***** Data extract *****

//! Visibility engine
//!
//! Hides and shows real message rows. A row is only ever shown again if
//! this engine hid it, so rows the host hides for its own reasons stay
//! hidden. Synthetic rows are never hidden.

use log::{debug, warn};

use crate::context::Context;
use crate::host::{Document, NodeId};
use crate::markers::{BUNDLED_CLASS, HIDDEN_CLASS};
use crate::snapshot;

/// Hide rows; returns how many were not hidden already
pub fn hide(doc: &mut dyn Document, rows: &[NodeId]) -> usize {
    let mut changed = 0;
    for &row in rows {
        if !doc.contains(row) || snapshot::is_bundle_row(&*doc, row) {
            continue;
        }
        // Already hidden, by us or by the host
        if doc.has_class(row, HIDDEN_CLASS) || doc.style(row, "display").as_deref() == Some("none") {
            continue;
        }
        let result = doc
            .add_class(row, HIDDEN_CLASS)
            .and_then(|()| doc.set_style(row, "display", Some("none")));
        match result {
            Ok(()) => changed += 1,
            Err(e) => warn!("Failed to hide row {}: {}", row, e),
        }
    }
    changed
}

/// Show rows this engine hid; returns how many changed
pub fn show(doc: &mut dyn Document, rows: &[NodeId]) -> usize {
    let mut changed = 0;
    for &row in rows {
        if !doc.contains(row) || !doc.has_class(row, HIDDEN_CLASS) {
            continue;
        }
        let result = doc
            .remove_class(row, HIDDEN_CLASS)
            .and_then(|()| doc.set_style(row, "display", None));
        match result {
            Ok(()) => changed += 1,
            Err(e) => warn!("Failed to show row {}: {}", row, e),
        }
    }
    changed
}

fn visible_rows(ctx: &Context, doc: &dyn Document) -> Vec<NodeId> {
    match snapshot::visible_list(doc, &ctx.settings.selectors) {
        Some(list) => snapshot::row_nodes(doc, list, &ctx.settings.selectors),
        None => Vec::new(),
    }
}

/// Show every row of the visible list that belongs to no bundle
pub fn show_unbundled(ctx: &Context, doc: &mut dyn Document) -> usize {
    let rows: Vec<NodeId> = visible_rows(ctx, &*doc)
        .into_iter()
        .filter(|&row| !ctx.store.is_bundled(row))
        .collect();
    show(doc, &rows)
}

/// Show the members of `label` and hide every other row of the list
pub fn show_bundle(ctx: &Context, doc: &mut dyn Document, label: &str) -> usize {
    let Some(bundle) = ctx.store.get(label) else {
        warn!("Cannot show unknown bundle {:?}", label);
        return 0;
    };
    let (members, others): (Vec<NodeId>, Vec<NodeId>) = visible_rows(ctx, &*doc)
        .into_iter()
        .partition(|&row| bundle.contains(row));
    show(doc, &members) + hide(doc, &others)
}

/// Tag bundled rows and untag rows that left every bundle
pub fn mark_bundled(ctx: &Context, doc: &mut dyn Document) {
    for row in visible_rows(ctx, &*doc) {
        let result = if ctx.store.is_bundled(row) {
            doc.add_class(row, BUNDLED_CLASS)
        } else {
            doc.remove_class(row, BUNDLED_CLASS)
        };
        if let Err(e) = result {
            warn!("Failed to mark row {}: {}", row, e);
        }
    }
}

/// Make the visible list agree with the store after a regrouping
///
/// With a bundle open only its members are shown. Otherwise bundled rows
/// are hidden behind their bundle rows and everything else is shown.
pub fn reconcile(ctx: &Context, doc: &mut dyn Document) -> usize {
    mark_bundled(ctx, doc);
    let changed = match ctx.store.open_label() {
        Some(open) => show_bundle(ctx, doc, open),
        None => {
            let (bundled, loose): (Vec<NodeId>, Vec<NodeId>) = visible_rows(ctx, &*doc)
                .into_iter()
                .partition(|&row| ctx.store.is_bundled(row));
            hide(doc, &bundled) + show(doc, &loose)
        }
    };
    if changed > 0 {
        debug!("Visibility changed for {} rows", changed);
    }
    changed
}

*****

Task to complete:
Please reproduce the records exactly, without leaving any out.

Exercise result:
//! Visibility engine
//!
//! Hides and shows real message rows. A row is only ever shown again if
//! this engine hid it, so rows the host hides for its own reasons stay
//! hidden. Synthetic rows are never hidden.

use log::{debug, warn};

use crate::context::Context;
use crate::host::{Document, NodeId};
use crate::markers::{BUNDLED_CLASS, HIDDEN_CLASS};
use crate::snapshot;

/// Hide rows; returns how many were not hidden already
pub fn hide(doc: &mut dyn Document, rows: &[NodeId]) -> usize {
    let mut changed = 0;
    for &row in rows {
        if !doc.contains(row) || snapshot::is_bundle_row(&*doc, row) {
            continue;
        }
        // Already hidden, by us or by the host
        if doc.has_class(row, HIDDEN_CLASS) || doc.style(row, "display").as_deref() == Some("none") {
            continue;
        }
        let result = doc
            .add_class(row, HIDDEN_CLASS)
            .and_then(|()| doc.set_style(row, "display", Some("none")));
        match result {
            Ok(()) => changed += 1,
            Err(e) => warn!("Failed to hide row {}: {}", row, e),
        }
    }
    changed
}

/// Show rows this engine hid; returns how many changed
pub fn show(doc: &mut dyn Document, rows: &[NodeId]) -> usize {
    let mut changed = 0;
    for &row in rows {
        if !doc.contains(row) || !doc.has_class(row, HIDDEN_CLASS) {
            continue;
        }
        let result = doc
            .remove_class(row, HIDDEN_CLASS)
            .and_then(|()| doc.set_style(row, "display", None));
        match result {
            Ok(()) => changed += 1,
            Err(e) => warn!("Failed to show row {}: {}", row, e),
        }
    }
    changed
}

fn visible_rows(ctx: &Context, doc: &dyn Document) -> Vec<NodeId> {
    match snapshot::visible_list(doc, &ctx.settings.selectors) {
        Some(list) => snapshot::row_nodes(doc, list, &ctx.settings.selectors),
        None => Vec::new(),
    }
}

/// Show every row of the visible list that belongs to no bundle
pub fn show_unbundled(ctx: &Context, doc: &mut dyn Document) -> usize {
    let rows: Vec<NodeId> = visible_rows(ctx, &*doc)
        .into_iter()
        .filter(|&row| !ctx.store.is_bundled(row))
        .collect();
    show(doc, &rows)
}

/// Show the members of `label` and hide every other row of the list
pub fn show_bundle(ctx: &Context, doc: &mut dyn Document, label: &str) -> usize {
    let Some(bundle) = ctx.store.get(label) else {
        warn!("Cannot show unknown bundle {:?}", label);
        return 0;
    };
    let (members, others): (Vec<NodeId>, Vec<NodeId>) = visible_rows(ctx, &*doc)
        .into_iter()
        .partition(|&row| bundle.contains(row));
    show(doc, &members) + hide(doc, &others)
}

/// Tag bundled rows and untag rows that left every bundle
pub fn mark_bundled(ctx: &Context, doc: &mut dyn Document) {
    for row in visible_rows(ctx, &*doc) {
        let result = if ctx.store.is_bundled(row) {
            doc.add_class(row, BUNDLED_CLASS)
        } else {
            doc.remove_class(row, BUNDLED_CLASS)
        };
        if let Err(e) = result {
            warn!("Failed to mark row {}: {}", row, e);
        }
    }
}

/// Make the visible list agree with the store after a regrouping
///
/// With a bundle open only its members are shown. Otherwise bundled rows
/// are hidden behind their bundle rows and everything else is shown.
pub fn reconcile(ctx: &Context, doc: &mut dyn Document) -> usize {
    mark_bundled(ctx, doc);
    let changed = match ctx.store.open_label() {
        Some(open) => show_bundle(ctx, doc, open),
        None => {
            let (bundled, loose): (Vec<NodeId>, Vec<NodeId>) = visible_rows(ctx, &*doc)
                .into_iter()
                .partition(|&row| ctx.store.is_bundled(row));
            hide(doc, &bundled) + show(doc, &loose)
        }
    };
    if changed > 0 {
        debug!("Visibility changed for {} rows", changed);
    }
    changed
}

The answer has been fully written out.